What lines in the records below contain the string "empty"? Copy every one.

■ Information shown:
● ● ● ● ●

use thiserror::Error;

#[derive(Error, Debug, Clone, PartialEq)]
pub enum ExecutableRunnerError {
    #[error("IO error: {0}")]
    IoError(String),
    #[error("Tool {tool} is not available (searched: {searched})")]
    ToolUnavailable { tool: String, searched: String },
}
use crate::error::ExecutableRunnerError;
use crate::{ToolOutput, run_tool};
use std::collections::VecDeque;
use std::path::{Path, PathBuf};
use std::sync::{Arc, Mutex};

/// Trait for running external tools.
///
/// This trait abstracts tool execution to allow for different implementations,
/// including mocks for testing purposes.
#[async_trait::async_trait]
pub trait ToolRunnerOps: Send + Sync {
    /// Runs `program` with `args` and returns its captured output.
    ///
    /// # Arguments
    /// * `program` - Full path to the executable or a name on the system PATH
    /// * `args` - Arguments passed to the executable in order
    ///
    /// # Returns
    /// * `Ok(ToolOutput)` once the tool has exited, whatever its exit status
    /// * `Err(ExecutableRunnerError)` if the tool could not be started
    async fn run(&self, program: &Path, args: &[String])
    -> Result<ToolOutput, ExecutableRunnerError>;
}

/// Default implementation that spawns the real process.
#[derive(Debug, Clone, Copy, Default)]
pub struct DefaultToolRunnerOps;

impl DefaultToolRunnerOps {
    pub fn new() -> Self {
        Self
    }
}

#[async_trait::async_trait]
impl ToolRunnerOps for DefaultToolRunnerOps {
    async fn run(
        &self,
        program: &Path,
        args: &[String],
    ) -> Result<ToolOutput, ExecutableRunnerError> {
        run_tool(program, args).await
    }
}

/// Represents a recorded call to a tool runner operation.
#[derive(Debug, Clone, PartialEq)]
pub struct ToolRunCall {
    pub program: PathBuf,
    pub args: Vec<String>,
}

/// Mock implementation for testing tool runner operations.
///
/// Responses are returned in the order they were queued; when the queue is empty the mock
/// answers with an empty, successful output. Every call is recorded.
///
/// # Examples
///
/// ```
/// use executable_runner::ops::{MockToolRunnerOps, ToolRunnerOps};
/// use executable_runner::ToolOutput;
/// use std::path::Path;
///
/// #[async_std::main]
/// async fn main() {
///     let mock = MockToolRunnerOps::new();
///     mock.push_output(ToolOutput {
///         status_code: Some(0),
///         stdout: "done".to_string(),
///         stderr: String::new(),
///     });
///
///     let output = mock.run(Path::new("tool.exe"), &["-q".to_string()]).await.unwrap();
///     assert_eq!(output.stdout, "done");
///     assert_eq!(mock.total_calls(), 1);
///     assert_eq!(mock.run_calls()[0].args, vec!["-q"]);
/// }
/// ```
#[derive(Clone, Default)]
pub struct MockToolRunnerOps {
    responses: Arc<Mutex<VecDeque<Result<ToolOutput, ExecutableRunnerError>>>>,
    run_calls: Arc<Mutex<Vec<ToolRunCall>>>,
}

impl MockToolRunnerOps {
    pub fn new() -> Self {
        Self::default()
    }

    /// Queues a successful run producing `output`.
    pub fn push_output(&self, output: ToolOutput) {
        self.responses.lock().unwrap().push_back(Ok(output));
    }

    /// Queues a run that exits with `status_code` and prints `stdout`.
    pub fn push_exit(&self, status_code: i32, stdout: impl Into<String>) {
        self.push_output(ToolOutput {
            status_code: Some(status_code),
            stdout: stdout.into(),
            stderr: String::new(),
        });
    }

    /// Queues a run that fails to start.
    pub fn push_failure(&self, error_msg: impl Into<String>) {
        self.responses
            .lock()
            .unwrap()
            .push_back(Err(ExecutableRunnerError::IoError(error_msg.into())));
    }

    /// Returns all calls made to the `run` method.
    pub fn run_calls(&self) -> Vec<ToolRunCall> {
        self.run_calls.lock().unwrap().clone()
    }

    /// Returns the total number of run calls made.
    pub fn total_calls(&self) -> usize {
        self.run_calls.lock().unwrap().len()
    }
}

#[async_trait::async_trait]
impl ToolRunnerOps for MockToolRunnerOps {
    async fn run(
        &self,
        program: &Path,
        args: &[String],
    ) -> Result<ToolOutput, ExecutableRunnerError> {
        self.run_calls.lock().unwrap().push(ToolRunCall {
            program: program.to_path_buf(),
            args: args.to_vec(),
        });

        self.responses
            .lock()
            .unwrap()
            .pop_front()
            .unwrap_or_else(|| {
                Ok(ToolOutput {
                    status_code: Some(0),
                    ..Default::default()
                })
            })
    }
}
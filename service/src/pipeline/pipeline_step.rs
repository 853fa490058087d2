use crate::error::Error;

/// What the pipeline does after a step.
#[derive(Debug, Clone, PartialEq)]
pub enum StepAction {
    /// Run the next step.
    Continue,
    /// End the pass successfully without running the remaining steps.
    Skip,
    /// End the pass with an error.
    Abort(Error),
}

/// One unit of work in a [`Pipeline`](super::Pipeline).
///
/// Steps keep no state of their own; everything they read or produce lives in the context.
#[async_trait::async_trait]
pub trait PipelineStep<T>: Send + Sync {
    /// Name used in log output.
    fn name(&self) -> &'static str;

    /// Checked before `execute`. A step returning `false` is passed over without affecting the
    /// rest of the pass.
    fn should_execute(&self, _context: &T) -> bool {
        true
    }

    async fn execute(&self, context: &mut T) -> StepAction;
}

● ● ● ● ●

■ Reply:
/// Responses are returned in the order they were queued; when the queue is empty the mock
/// answers with an empty, successful output. Every call is recorded.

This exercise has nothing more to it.